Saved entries
----------

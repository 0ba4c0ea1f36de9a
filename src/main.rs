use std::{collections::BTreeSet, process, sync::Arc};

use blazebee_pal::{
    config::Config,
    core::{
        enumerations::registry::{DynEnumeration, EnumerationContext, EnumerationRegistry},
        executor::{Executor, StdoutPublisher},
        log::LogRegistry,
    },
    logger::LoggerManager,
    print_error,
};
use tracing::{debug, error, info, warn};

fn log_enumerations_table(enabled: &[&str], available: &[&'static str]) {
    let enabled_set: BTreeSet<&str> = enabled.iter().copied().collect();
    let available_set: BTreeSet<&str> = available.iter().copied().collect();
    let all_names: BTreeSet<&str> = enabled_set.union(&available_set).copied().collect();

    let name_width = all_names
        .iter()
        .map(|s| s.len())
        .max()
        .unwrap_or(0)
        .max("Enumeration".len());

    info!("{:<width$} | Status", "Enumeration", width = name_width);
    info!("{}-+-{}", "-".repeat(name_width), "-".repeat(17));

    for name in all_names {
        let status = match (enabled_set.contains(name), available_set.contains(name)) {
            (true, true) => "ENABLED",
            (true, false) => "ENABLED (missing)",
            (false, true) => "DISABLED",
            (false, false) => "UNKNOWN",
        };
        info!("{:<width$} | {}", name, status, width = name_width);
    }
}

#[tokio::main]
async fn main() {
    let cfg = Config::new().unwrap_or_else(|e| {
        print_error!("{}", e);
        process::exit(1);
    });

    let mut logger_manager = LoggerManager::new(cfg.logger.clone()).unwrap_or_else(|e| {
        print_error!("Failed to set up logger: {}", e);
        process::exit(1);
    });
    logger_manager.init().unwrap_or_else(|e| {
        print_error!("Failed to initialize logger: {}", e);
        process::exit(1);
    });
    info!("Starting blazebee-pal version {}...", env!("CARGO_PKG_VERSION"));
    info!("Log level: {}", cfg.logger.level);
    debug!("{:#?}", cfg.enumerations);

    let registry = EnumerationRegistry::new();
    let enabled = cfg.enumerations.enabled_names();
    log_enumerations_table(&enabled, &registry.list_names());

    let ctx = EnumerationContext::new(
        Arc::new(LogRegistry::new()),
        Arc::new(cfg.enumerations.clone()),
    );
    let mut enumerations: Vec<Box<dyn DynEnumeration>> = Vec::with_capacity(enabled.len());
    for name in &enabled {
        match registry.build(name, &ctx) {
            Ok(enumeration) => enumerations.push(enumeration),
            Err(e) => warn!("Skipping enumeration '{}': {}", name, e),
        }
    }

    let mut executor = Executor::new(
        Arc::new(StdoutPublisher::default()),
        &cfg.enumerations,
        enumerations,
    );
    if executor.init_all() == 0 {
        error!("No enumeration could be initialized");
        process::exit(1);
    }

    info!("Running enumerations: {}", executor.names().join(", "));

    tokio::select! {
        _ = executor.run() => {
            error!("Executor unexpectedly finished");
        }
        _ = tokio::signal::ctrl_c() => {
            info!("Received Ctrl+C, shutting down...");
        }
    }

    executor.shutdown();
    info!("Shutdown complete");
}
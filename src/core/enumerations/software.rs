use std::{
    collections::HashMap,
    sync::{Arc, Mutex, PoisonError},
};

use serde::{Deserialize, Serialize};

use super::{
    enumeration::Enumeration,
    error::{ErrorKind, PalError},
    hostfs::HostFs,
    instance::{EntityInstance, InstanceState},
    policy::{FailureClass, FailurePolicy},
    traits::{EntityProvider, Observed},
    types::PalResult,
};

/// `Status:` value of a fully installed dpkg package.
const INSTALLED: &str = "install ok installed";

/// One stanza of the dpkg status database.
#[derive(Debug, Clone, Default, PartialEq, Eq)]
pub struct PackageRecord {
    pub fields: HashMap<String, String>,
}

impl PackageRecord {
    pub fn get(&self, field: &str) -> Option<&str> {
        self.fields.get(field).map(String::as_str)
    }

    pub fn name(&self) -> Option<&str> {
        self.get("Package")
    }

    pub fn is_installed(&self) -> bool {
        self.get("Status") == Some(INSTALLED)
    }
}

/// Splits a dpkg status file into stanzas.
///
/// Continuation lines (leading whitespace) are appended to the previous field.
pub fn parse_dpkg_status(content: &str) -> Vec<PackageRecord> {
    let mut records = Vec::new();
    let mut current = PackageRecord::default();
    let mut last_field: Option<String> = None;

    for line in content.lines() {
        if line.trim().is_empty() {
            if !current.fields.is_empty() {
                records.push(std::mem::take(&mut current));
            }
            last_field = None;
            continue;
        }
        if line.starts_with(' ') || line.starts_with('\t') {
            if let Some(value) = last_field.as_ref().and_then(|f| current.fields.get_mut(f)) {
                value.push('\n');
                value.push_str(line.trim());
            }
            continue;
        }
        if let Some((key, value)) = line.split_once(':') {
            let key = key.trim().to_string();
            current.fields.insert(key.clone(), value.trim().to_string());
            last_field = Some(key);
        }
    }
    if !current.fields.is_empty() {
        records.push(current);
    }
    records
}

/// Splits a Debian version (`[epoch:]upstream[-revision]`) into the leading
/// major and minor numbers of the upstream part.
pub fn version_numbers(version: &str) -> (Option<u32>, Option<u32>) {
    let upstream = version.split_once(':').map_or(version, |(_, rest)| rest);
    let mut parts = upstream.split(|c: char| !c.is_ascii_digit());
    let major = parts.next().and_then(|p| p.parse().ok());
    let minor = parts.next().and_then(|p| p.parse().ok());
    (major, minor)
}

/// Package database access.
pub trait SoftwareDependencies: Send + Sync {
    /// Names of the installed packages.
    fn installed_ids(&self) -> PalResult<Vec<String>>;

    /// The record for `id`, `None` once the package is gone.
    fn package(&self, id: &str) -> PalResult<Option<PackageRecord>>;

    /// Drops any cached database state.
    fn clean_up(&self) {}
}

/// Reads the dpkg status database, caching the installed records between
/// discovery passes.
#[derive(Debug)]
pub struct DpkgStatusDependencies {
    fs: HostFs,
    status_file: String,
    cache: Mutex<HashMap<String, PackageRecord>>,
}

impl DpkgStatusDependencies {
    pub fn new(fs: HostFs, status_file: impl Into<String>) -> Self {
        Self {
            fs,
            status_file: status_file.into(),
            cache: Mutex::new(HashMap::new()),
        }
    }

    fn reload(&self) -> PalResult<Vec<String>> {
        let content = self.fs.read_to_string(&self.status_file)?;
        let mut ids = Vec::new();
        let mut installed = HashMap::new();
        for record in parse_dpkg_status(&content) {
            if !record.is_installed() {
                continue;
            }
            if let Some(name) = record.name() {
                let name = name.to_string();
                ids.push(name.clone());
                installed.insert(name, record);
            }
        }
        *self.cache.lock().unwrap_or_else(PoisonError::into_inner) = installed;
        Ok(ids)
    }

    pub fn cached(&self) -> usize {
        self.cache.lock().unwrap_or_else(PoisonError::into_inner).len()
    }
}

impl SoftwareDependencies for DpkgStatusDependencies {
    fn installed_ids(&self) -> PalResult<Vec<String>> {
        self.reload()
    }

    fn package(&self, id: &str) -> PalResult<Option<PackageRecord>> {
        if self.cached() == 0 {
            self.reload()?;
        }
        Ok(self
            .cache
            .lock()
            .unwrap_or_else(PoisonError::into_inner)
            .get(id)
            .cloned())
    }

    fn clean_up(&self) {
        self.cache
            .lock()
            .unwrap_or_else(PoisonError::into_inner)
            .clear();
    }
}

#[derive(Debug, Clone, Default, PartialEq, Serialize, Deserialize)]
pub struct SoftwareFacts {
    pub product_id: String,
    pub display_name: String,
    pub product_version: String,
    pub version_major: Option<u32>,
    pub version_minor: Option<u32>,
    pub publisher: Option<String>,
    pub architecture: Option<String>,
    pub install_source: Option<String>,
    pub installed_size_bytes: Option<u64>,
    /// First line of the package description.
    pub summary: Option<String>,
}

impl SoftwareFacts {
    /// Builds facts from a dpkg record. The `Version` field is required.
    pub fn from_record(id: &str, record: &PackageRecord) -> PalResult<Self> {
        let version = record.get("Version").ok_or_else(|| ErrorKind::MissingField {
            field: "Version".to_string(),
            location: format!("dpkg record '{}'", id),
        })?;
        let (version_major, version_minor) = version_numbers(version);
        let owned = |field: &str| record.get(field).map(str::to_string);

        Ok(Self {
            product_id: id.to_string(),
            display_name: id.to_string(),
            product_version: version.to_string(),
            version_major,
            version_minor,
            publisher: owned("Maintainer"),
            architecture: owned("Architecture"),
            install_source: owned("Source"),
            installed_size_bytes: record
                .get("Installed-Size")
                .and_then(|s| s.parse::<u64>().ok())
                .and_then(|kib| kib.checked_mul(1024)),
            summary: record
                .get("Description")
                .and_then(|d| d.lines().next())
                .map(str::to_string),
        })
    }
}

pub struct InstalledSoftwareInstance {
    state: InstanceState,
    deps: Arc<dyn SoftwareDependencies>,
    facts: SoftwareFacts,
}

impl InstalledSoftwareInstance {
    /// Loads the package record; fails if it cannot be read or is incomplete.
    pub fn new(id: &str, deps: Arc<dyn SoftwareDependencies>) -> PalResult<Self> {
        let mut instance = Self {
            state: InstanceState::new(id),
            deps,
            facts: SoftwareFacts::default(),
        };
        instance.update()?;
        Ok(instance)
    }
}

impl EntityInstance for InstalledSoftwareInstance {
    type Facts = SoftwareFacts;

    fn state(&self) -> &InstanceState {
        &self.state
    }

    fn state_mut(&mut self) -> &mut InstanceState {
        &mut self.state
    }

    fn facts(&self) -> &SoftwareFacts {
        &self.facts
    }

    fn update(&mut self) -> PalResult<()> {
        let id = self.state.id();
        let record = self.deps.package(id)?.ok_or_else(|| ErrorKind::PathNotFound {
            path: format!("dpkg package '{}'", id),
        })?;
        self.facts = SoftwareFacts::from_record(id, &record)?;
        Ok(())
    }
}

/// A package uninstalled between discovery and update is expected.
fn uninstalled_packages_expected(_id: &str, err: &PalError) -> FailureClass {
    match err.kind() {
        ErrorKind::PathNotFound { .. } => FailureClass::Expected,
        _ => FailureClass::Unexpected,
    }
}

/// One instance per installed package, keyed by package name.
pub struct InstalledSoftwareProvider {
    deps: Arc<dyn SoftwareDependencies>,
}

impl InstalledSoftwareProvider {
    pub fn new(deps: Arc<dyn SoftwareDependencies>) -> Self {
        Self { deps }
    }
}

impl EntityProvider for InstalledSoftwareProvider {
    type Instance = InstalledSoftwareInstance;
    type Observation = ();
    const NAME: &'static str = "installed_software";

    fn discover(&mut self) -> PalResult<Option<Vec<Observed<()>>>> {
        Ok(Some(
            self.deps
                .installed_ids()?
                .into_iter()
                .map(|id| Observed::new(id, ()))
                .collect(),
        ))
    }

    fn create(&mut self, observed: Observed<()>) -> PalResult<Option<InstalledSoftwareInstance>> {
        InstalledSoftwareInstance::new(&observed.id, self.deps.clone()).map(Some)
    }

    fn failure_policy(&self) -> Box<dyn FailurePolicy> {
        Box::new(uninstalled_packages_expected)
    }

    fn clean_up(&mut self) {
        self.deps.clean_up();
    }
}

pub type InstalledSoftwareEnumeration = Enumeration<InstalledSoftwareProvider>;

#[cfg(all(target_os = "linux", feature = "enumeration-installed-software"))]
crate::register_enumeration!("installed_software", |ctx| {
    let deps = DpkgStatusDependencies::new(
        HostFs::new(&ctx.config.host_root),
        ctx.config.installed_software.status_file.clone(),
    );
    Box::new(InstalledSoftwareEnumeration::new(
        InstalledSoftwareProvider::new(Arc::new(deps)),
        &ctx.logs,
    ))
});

----------

## Goal of the exercise
From the records above, count the lines in which the string "summary" is found, and answer with the number alone.

## Your response
2